The ocean reminded him of beer, too. Straw-coloured, the colour of lager, the colour of piss. It rolled back and forth over the edges of the green glass beach making a sound like the hiss of the foam out of a bottle.

He thought she was a crab, but it might have been a lobster, scuttling alongside him, all claws.

“Come now, Mr. Antrobus,” she said. “This can’t go on for ever. Come inside. You must be cold. Have some hot beer and biscuits.”

“Nothing here is right,” he complained. He tried to stomp her but she was tricky, and he wasn’t wearing shoes. Barefoot in the head, he thought, but he couldn’t remember why.

“I’ll tell you what I DO remember. My name is Jim. And my surname isn’t Antrobus.”

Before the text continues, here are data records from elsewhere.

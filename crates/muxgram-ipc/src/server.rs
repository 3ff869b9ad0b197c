//! The Unix-socket event server.

use std::fs;
use std::os::unix::fs::PermissionsExt;
use std::path::{Path, PathBuf};
use std::time::Duration;

use tokio::io::{AsyncReadExt, AsyncWriteExt};
use tokio::net::{UnixListener, UnixStream};
use tokio::sync::{broadcast, mpsc};
use tokio_util::sync::CancellationToken;
use tracing::{debug, info, warn};

use muxgram_core::{Envelope, OutboundEvent};

use crate::error::{IpcError, IpcResult};
use crate::framing::LineFramer;
use crate::pidfile::PidLock;

/// How long the stale-socket probe waits for a connect before declaring
/// the file dead.
const PROBE_TIMEOUT: Duration = Duration::from_millis(500);

/// Capacity of the downstream broadcast channel. A hook that cannot keep
/// up misses old lines rather than blocking the daemon.
const DOWNSTREAM_CAPACITY: usize = 64;

/// Read buffer size per connection.
const READ_BUF: usize = 4096;

/// Handle for broadcasting downstream events to every connected client.
#[derive(Clone, Debug)]
pub struct Broadcaster {
    tx: broadcast::Sender<String>,
}

impl Broadcaster {
    /// A broadcaster with no server behind it (tests, threads-only runs);
    /// sends go nowhere.
    #[must_use]
    pub fn detached() -> Self {
        let (tx, _) = broadcast::channel(DOWNSTREAM_CAPACITY);
        Self { tx }
    }

    /// Send one event to all connected clients. Clients that joined after
    /// the send, or that are lagging, miss it; approvals answered twice
    /// are reconciled by the hook side.
    pub fn send(&self, event: &OutboundEvent) {
        match event.to_line() {
            Ok(line) => {
                let receivers = self.tx.send(line).unwrap_or(0);
                debug!(receivers, "broadcast downstream event");
            }
            Err(e) => warn!(error = %e, "failed to serialize downstream event"),
        }
    }
}

/// The bound IPC server.
///
/// Owns the PID lock and the socket file; both are released when the
/// server finishes running (or is dropped on an error path).
pub struct IpcServer {
    listener: UnixListener,
    socket_path: PathBuf,
    _pid_lock: PidLock,
    events_tx: mpsc::Sender<Envelope>,
    downstream: broadcast::Sender<String>,
    shutdown: CancellationToken,
}

impl IpcServer {
    /// Bind the server.
    ///
    /// In order: ensure the socket's directory exists with mode 0700,
    /// acquire the PID lock, probe and clear a stale socket file, bind,
    /// and restrict the socket file to mode 0600.
    ///
    /// # Errors
    ///
    /// [`IpcError::AlreadyRunning`] when the PID lock is held,
    /// [`IpcError::SocketInUse`] when a live listener owns the socket path,
    /// [`IpcError::Io`] for everything filesystem-shaped.
    pub async fn bind(
        socket_path: &Path,
        pid_path: &Path,
        events_tx: mpsc::Sender<Envelope>,
        shutdown: CancellationToken,
    ) -> IpcResult<Self> {
        if let Some(dir) = socket_path.parent() {
            fs::create_dir_all(dir)?;
            fs::set_permissions(dir, fs::Permissions::from_mode(0o700))?;
        }

        let pid_lock = PidLock::acquire(pid_path)?;

        if socket_path.exists() {
            match tokio::time::timeout(PROBE_TIMEOUT, UnixStream::connect(socket_path)).await {
                Ok(Ok(_stream)) => {
                    return Err(IpcError::SocketInUse(socket_path.to_path_buf()));
                }
                Ok(Err(e)) => {
                    debug!(error = %e, "socket file is stale; removing");
                    fs::remove_file(socket_path)?;
                }
                Err(_elapsed) => {
                    debug!("socket probe timed out; removing stale file");
                    fs::remove_file(socket_path)?;
                }
            }
        }

        let listener = UnixListener::bind(socket_path)?;
        fs::set_permissions(socket_path, fs::Permissions::from_mode(0o600))?;
        info!(path = %socket_path.display(), "listening for hook events");

        let (downstream, _) = broadcast::channel(DOWNSTREAM_CAPACITY);
        Ok(Self {
            listener,
            socket_path: socket_path.to_path_buf(),
            _pid_lock: pid_lock,
            events_tx,
            downstream,
            shutdown,
        })
    }

    /// Handle for sending downstream events to connected clients.
    #[must_use]
    pub fn broadcaster(&self) -> Broadcaster {
        Broadcaster {
            tx: self.downstream.clone(),
        }
    }

    /// Accept connections until the shutdown token fires, then unlink the
    /// socket and release the PID lock.
    pub async fn run(self) {
        loop {
            tokio::select! {
                () = self.shutdown.cancelled() => break,
                accepted = self.listener.accept() => match accepted {
                    Ok((stream, _addr)) => {
                        let tx = self.events_tx.clone();
                        let rx = self.downstream.subscribe();
                        let token = self.shutdown.child_token();
                        tokio::spawn(handle_client(stream, tx, rx, token));
                    }
                    Err(e) => {
                        warn!(error = %e, "failed to accept ipc connection");
                    }
                },
            }
        }
        if let Err(e) = fs::remove_file(&self.socket_path) {
            warn!(error = %e, path = %self.socket_path.display(), "failed to unlink socket");
        }
        info!("ipc server stopped");
        // PID lock released by drop.
    }
}

/// One connection: an independent framed reader plus a forwarder for
/// downstream broadcasts. A slow or broken peer affects nobody else.
async fn handle_client(
    stream: UnixStream,
    events_tx: mpsc::Sender<Envelope>,
    mut downstream: broadcast::Receiver<String>,
    shutdown: CancellationToken,
) {
    let (mut reader, mut writer) = stream.into_split();

    let forward_shutdown = shutdown.clone();
    let forward = tokio::spawn(async move {
        loop {
            tokio::select! {
                () = forward_shutdown.cancelled() => break,
                line = downstream.recv() => match line {
                    Ok(mut line) => {
                        line.push('\n');
                        if writer.write_all(line.as_bytes()).await.is_err() {
                            break;
                        }
                    }
                    Err(broadcast::error::RecvError::Lagged(missed)) => {
                        warn!(missed, "client lagged on downstream events");
                    }
                    Err(broadcast::error::RecvError::Closed) => break,
                },
            }
        }
    });

    let mut framer = LineFramer::default();
    let mut buf = [0u8; READ_BUF];
    loop {
        tokio::select! {
            () = shutdown.cancelled() => break,
            read = reader.read(&mut buf) => match read {
                Ok(0) => break,
                Ok(n) => {
                    for line in framer.push(&buf[..n]) {
                        match Envelope::parse_line(&line) {
                            Ok(envelope) => {
                                if events_tx.send(envelope).await.is_err() {
                                    // Router gone; shutdown in progress.
                                    forward.abort();
                                    return;
                                }
                            }
                            Err(e) => {
                                warn!(error = %e, "skipping malformed event line");
                            }
                        }
                    }
                }
                Err(e) => {
                    debug!(error = %e, "ipc connection read error");
                    break;
                }
            },
        }
    }
    forward.abort();
}

#[cfg(test)]
mod tests {
    use super::*;
    use muxgram_core::BridgeEvent;

    async fn bound(
        dir: &Path,
    ) -> (IpcServer, mpsc::Receiver<Envelope>, CancellationToken) {
        let token = CancellationToken::new();
        let (tx, rx) = mpsc::channel(16);
        let server = IpcServer::bind(
            &dir.join("bridge.sock"),
            &dir.join("bridge.pid"),
            tx,
            token.clone(),
        )
        .await
        .unwrap();
        (server, rx, token)
    }

    #[tokio::test]
    async fn events_flow_from_client_to_channel() {
        let tmp = tempfile::tempdir().unwrap();
        let (server, mut rx, token) = bound(tmp.path()).await;
        let socket = tmp.path().join("bridge.sock");
        let handle = tokio::spawn(server.run());

        let mut client = UnixStream::connect(&socket).await.unwrap();
        client
            .write_all(b"{\"type\":\"turn_complete\",\"sessionId\":\"s1\"}\n")
            .await
            .unwrap();

        let envelope = rx.recv().await.unwrap();
        assert_eq!(envelope.session_id.as_str(), "s1");
        assert_eq!(envelope.event, BridgeEvent::TurnComplete);

        token.cancel();
        handle.await.unwrap();
        assert!(!socket.exists());
    }

    #[tokio::test]
    async fn malformed_line_is_skipped_and_connection_survives() {
        let tmp = tempfile::tempdir().unwrap();
        let (server, mut rx, token) = bound(tmp.path()).await;
        let socket = tmp.path().join("bridge.sock");
        let _handle = tokio::spawn(server.run());

        let mut client = UnixStream::connect(&socket).await.unwrap();
        client.write_all(b"this is not json\n").await.unwrap();
        client
            .write_all(b"{\"type\":\"session_end\",\"sessionId\":\"s2\"}\n")
            .await
            .unwrap();

        let envelope = rx.recv().await.unwrap();
        assert_eq!(envelope.session_id.as_str(), "s2");
        token.cancel();
    }

    #[tokio::test]
    async fn split_writes_frame_correctly() {
        let tmp = tempfile::tempdir().unwrap();
        let (server, mut rx, token) = bound(tmp.path()).await;
        let socket = tmp.path().join("bridge.sock");
        let _handle = tokio::spawn(server.run());

        let mut client = UnixStream::connect(&socket).await.unwrap();
        client
            .write_all(b"{\"type\":\"turn_com")
            .await
            .unwrap();
        client.flush().await.unwrap();
        tokio::time::sleep(Duration::from_millis(20)).await;
        client
            .write_all(b"plete\",\"sessionId\":\"s3\"}\n")
            .await
            .unwrap();

        let envelope = rx.recv().await.unwrap();
        assert_eq!(envelope.session_id.as_str(), "s3");
        token.cancel();
    }

    #[tokio::test]
    async fn downstream_broadcast_reaches_client() {
        let tmp = tempfile::tempdir().unwrap();
        let (server, _rx, token) = bound(tmp.path()).await;
        let socket = tmp.path().join("bridge.sock");
        let broadcaster = server.broadcaster();
        let _handle = tokio::spawn(server.run());

        let mut client = UnixStream::connect(&socket).await.unwrap();
        // Give the connection task a moment to subscribe.
        tokio::time::sleep(Duration::from_millis(50)).await;

        broadcaster.send(&OutboundEvent::ApprovalResponse {
            session_id: "s1".into(),
            approval_id: "ap1".to_string(),
            approved: true,
            timestamp: chrono::Utc::now(),
        });

        let mut buf = vec![0u8; 1024];
        let n = tokio::time::timeout(Duration::from_secs(2), client.read(&mut buf))
            .await
            .unwrap()
            .unwrap();
        let line = String::from_utf8_lossy(&buf[..n]);
        assert!(line.ends_with('\n'));
        let value: serde_json::Value = serde_json::from_str(line.trim()).unwrap();
        assert_eq!(value["type"], "approval_response");
        assert_eq!(value["approved"], true);
        token.cancel();
    }

    #[tokio::test]
    async fn stale_socket_file_is_cleared_on_bind() {
        let tmp = tempfile::tempdir().unwrap();
        let socket = tmp.path().join("bridge.sock");
        // A leftover socket file nobody listens on.
        drop(std::os::unix::net::UnixListener::bind(&socket).unwrap());
        assert!(socket.exists());

        let (server, _rx, token) = bound(tmp.path()).await;
        let _handle = tokio::spawn(server.run());
        assert!(UnixStream::connect(&socket).await.is_ok());
        token.cancel();
    }

    #[tokio::test]
    async fn live_listener_on_socket_path_rejects_bind() {
        let tmp = tempfile::tempdir().unwrap();
        let socket = tmp.path().join("bridge.sock");
        let _live = UnixListener::bind(&socket).unwrap();

        let token = CancellationToken::new();
        let (tx, _rx) = mpsc::channel(4);
        // Separate pid path so the pid lock is not what fails.
        let result = IpcServer::bind(
            &socket,
            &tmp.path().join("other.pid"),
            tx,
            token,
        )
        .await;
        assert!(matches!(result, Err(IpcError::SocketInUse(_))));
    }

    #[tokio::test]
    async fn socket_file_mode_is_0600() {
        let tmp = tempfile::tempdir().unwrap();
        let (server, _rx, token) = bound(tmp.path()).await;
        let socket = tmp.path().join("bridge.sock");
        let mode = fs::metadata(&socket).unwrap().permissions().mode();
        assert_eq!(mode & 0o777, 0o600);
        drop(server);
        token.cancel();
    }
}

“Oh Mr. Antrobus, you are so funny,” the lobster said. Or it might have been a crab. “Have some Bakewell tart.”

It was hopeless.

No, it wasn’t, he remembered. That was the point.

The sky above the bottle beach was bright and navy blue. He looked out onto the yellow ocean, but never thought to look up.

 

He was tied down on a bed with his feet in the air in stirrups. Green ceiling tiles looked down on him, the bubbles in the tiling making little smiley faces. He struggled against the stirrups, lifting his bottom off the bed and feeling the spikes beneath him as he squirmed, like lying on hairbrushes.

“Why are you doing this to me?” he said, pretty reasonably, he thought, under all the circumstances. She was wearing purple scrubs that brought out the fuchsia of her eyes, and her skin was the color of porcelain, Wedgwood blue. “I’m very fond of you, Mr. Antrobus,” she said, tightening the straps on his wrists.

“Please,” he said, “call me Jim.”

“Your name isn’t Jim. And you have to eat the rabbit.”

He was pretty sure he didn’t eat rabbit. But if he did, it was usually cooked first. And skinned. And dead.

“I only want to please you,” she said. “Tell me what you want.”

He tried to relax his muscles, let himself sink into the bristles. “I want a cup of tea,” he said carefully. “And a lemon meringue pie you eat with a knife and fork.”

It might have been the right answer. The bristles itched him, and the straps were gone. He used the fork to stab her in the throat. Her blood was purple too, he noticed.

“Mr. Antrobus!” she said crossly, “You haven’t touched your cake.”

 

His name was still Jim; that, he held on to, (although was his middle name really Tiberius?). He was stupid hungry and there wasn’t any tea.

He was back beneath the marmalade sky when he suddenly thought of the moon. When he glanced up, the world wavered, and she popped a champagne cork next to his ear that made him bleed, a little.

It was coming. Something. Something was coming. He held on to the skies. Marmalade or maple, neon or navy, day or night.

She meant him no harm. He was almost certain of it. But he was so hungry.

He steeled himself.

(“Mr. Antrobus. No,” she said faintly in his ear.)

He looked up, finally, through the casket window to the hanging stars.